Task item
Make an exact transcription of the data below.

(Records for the task Opens)

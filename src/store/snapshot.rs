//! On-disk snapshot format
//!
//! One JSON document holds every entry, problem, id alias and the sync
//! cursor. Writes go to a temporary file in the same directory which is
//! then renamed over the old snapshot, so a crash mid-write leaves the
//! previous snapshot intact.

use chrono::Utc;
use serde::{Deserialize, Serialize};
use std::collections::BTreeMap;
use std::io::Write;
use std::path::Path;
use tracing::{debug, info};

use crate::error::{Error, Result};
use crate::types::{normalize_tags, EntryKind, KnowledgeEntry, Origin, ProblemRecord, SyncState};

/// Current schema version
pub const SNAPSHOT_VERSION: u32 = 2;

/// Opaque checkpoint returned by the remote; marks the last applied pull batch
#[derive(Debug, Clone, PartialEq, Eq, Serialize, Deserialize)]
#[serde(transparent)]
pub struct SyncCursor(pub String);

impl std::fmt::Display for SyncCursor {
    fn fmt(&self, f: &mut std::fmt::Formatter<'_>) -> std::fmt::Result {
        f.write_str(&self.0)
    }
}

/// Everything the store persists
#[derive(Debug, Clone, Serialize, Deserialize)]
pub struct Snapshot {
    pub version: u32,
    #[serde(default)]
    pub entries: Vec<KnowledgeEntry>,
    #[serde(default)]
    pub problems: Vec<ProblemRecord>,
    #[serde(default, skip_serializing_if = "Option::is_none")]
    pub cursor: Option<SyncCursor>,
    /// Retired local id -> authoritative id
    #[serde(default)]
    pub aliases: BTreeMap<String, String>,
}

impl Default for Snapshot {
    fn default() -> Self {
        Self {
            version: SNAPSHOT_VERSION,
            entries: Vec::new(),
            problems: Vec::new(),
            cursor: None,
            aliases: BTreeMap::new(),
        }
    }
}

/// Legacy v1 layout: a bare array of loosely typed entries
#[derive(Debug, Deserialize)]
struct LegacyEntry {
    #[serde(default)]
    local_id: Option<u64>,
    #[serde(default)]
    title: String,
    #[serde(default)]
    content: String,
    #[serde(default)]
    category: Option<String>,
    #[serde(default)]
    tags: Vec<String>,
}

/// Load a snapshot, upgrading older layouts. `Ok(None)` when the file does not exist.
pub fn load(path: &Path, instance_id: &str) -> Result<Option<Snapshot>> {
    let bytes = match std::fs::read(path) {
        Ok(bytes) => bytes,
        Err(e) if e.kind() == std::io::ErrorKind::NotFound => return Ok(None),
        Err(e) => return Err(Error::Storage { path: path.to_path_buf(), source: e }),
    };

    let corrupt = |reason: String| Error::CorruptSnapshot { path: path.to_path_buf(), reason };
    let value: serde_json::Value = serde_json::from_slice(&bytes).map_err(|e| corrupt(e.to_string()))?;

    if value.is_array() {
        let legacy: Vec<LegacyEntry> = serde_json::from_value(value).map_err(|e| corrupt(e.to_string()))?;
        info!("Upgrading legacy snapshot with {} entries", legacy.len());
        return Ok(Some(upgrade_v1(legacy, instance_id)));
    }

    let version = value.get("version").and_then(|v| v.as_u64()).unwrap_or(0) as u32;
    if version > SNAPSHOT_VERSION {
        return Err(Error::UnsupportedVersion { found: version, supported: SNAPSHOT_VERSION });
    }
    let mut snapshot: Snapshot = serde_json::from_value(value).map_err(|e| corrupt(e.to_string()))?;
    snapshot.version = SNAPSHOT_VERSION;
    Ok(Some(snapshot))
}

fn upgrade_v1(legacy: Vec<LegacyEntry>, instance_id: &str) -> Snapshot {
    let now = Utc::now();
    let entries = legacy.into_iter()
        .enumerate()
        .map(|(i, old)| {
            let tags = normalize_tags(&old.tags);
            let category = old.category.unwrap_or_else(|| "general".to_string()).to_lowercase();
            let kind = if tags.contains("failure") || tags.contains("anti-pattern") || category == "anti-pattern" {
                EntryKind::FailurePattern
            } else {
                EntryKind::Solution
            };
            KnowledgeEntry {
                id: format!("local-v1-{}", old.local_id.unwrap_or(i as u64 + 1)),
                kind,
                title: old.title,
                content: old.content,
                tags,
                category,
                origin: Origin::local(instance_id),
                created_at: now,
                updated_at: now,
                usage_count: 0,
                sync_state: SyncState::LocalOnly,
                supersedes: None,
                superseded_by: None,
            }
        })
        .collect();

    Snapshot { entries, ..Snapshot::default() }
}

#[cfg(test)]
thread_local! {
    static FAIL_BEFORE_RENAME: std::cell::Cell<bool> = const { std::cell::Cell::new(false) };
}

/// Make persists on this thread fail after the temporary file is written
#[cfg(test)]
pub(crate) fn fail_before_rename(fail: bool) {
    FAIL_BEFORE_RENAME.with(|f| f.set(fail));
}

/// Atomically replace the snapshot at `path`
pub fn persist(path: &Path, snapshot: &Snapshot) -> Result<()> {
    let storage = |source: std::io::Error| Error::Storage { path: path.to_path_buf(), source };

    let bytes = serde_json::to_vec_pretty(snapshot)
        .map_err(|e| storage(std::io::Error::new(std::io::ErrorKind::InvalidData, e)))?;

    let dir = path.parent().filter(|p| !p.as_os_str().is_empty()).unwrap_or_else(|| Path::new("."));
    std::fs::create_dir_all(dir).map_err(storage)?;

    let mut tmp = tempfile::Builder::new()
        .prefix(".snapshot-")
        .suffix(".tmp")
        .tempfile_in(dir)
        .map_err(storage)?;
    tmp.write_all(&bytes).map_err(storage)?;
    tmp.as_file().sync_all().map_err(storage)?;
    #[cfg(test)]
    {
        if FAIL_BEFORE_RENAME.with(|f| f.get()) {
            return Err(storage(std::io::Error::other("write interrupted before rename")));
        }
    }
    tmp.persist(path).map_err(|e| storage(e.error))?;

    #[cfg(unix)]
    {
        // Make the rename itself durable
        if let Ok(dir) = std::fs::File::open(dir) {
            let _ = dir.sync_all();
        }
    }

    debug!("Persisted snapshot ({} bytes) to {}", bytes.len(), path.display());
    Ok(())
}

(Records for the task Closes)

Task result
filename src/store/snapshot.rs
//! On-disk snapshot format
//!
//! One JSON document holds every entry, problem, id alias and the sync
//! cursor. Writes go to a temporary file in the same directory which is
//! then renamed over the old snapshot, so a crash mid-write leaves the
//! previous snapshot intact.

use chrono::Utc;
use serde::{Deserialize, Serialize};
use std::collections::BTreeMap;
use std::io::Write;
use std::path::Path;
use tracing::{debug, info};

use crate::error::{Error, Result};
use crate::types::{normalize_tags, EntryKind, KnowledgeEntry, Origin, ProblemRecord, SyncState};

/// Current schema version
pub const SNAPSHOT_VERSION: u32 = 2;

/// Opaque checkpoint returned by the remote; marks the last applied pull batch
#[derive(Debug, Clone, PartialEq, Eq, Serialize, Deserialize)]
#[serde(transparent)]
pub struct SyncCursor(pub String);

impl std::fmt::Display for SyncCursor {
    fn fmt(&self, f: &mut std::fmt::Formatter<'_>) -> std::fmt::Result {
        f.write_str(&self.0)
    }
}

/// Everything the store persists
#[derive(Debug, Clone, Serialize, Deserialize)]
pub struct Snapshot {
    pub version: u32,
    #[serde(default)]
    pub entries: Vec<KnowledgeEntry>,
    #[serde(default)]
    pub problems: Vec<ProblemRecord>,
    #[serde(default, skip_serializing_if = "Option::is_none")]
    pub cursor: Option<SyncCursor>,
    /// Retired local id -> authoritative id
    #[serde(default)]
    pub aliases: BTreeMap<String, String>,
}

impl Default for Snapshot {
    fn default() -> Self {
        Self {
            version: SNAPSHOT_VERSION,
            entries: Vec::new(),
            problems: Vec::new(),
            cursor: None,
            aliases: BTreeMap::new(),
        }
    }
}

/// Legacy v1 layout: a bare array of loosely typed entries
#[derive(Debug, Deserialize)]
struct LegacyEntry {
    #[serde(default)]
    local_id: Option<u64>,
    #[serde(default)]
    title: String,
    #[serde(default)]
    content: String,
    #[serde(default)]
    category: Option<String>,
    #[serde(default)]
    tags: Vec<String>,
}

/// Load a snapshot, upgrading older layouts. `Ok(None)` when the file does not exist.
pub fn load(path: &Path, instance_id: &str) -> Result<Option<Snapshot>> {
    let bytes = match std::fs::read(path) {
        Ok(bytes) => bytes,
        Err(e) if e.kind() == std::io::ErrorKind::NotFound => return Ok(None),
        Err(e) => return Err(Error::Storage { path: path.to_path_buf(), source: e }),
    };

    let corrupt = |reason: String| Error::CorruptSnapshot { path: path.to_path_buf(), reason };
    let value: serde_json::Value = serde_json::from_slice(&bytes).map_err(|e| corrupt(e.to_string()))?;

    if value.is_array() {
        let legacy: Vec<LegacyEntry> = serde_json::from_value(value).map_err(|e| corrupt(e.to_string()))?;
        info!("Upgrading legacy snapshot with {} entries", legacy.len());
        return Ok(Some(upgrade_v1(legacy, instance_id)));
    }

    let version = value.get("version").and_then(|v| v.as_u64()).unwrap_or(0) as u32;
    if version > SNAPSHOT_VERSION {
        return Err(Error::UnsupportedVersion { found: version, supported: SNAPSHOT_VERSION });
    }
    let mut snapshot: Snapshot = serde_json::from_value(value).map_err(|e| corrupt(e.to_string()))?;
    snapshot.version = SNAPSHOT_VERSION;
    Ok(Some(snapshot))
}

fn upgrade_v1(legacy: Vec<LegacyEntry>, instance_id: &str) -> Snapshot {
    let now = Utc::now();
    let entries = legacy.into_iter()
        .enumerate()
        .map(|(i, old)| {
            let tags = normalize_tags(&old.tags);
            let category = old.category.unwrap_or_else(|| "general".to_string()).to_lowercase();
            let kind = if tags.contains("failure") || tags.contains("anti-pattern") || category == "anti-pattern" {
                EntryKind::FailurePattern
            } else {
                EntryKind::Solution
            };
            KnowledgeEntry {
                id: format!("local-v1-{}", old.local_id.unwrap_or(i as u64 + 1)),
                kind,
                title: old.title,
                content: old.content,
                tags,
                category,
                origin: Origin::local(instance_id),
                created_at: now,
                updated_at: now,
                usage_count: 0,
                sync_state: SyncState::LocalOnly,
                supersedes: None,
                superseded_by: None,
            }
        })
        .collect();

    Snapshot { entries, ..Snapshot::default() }
}

#[cfg(test)]
thread_local! {
    static FAIL_BEFORE_RENAME: std::cell::Cell<bool> = const { std::cell::Cell::new(false) };
}

/// Make persists on this thread fail after the temporary file is written
#[cfg(test)]
pub(crate) fn fail_before_rename(fail: bool) {
    FAIL_BEFORE_RENAME.with(|f| f.set(fail));
}

/// Atomically replace the snapshot at `path`
pub fn persist(path: &Path, snapshot: &Snapshot) -> Result<()> {
    let storage = |source: std::io::Error| Error::Storage { path: path.to_path_buf(), source };

    let bytes = serde_json::to_vec_pretty(snapshot)
        .map_err(|e| storage(std::io::Error::new(std::io::ErrorKind::InvalidData, e)))?;

    let dir = path.parent().filter(|p| !p.as_os_str().is_empty()).unwrap_or_else(|| Path::new("."));
    std::fs::create_dir_all(dir).map_err(storage)?;

    let mut tmp = tempfile::Builder::new()
        .prefix(".snapshot-")
        .suffix(".tmp")
        .tempfile_in(dir)
        .map_err(storage)?;
    tmp.write_all(&bytes).map_err(storage)?;
    tmp.as_file().sync_all().map_err(storage)?;
    #[cfg(test)]
    {
        if FAIL_BEFORE_RENAME.with(|f| f.get()) {
            return Err(storage(std::io::Error::other("write interrupted before rename")));
        }
    }
    tmp.persist(path).map_err(|e| storage(e.error))?;

    #[cfg(unix)]
    {
        // Make the rename itself durable
        if let Ok(dir) = std::fs::File::open(dir) {
            let _ = dir.sync_all();
        }
    }

    debug!("Persisted snapshot ({} bytes) to {}", bytes.len(), path.display());
    Ok(())
}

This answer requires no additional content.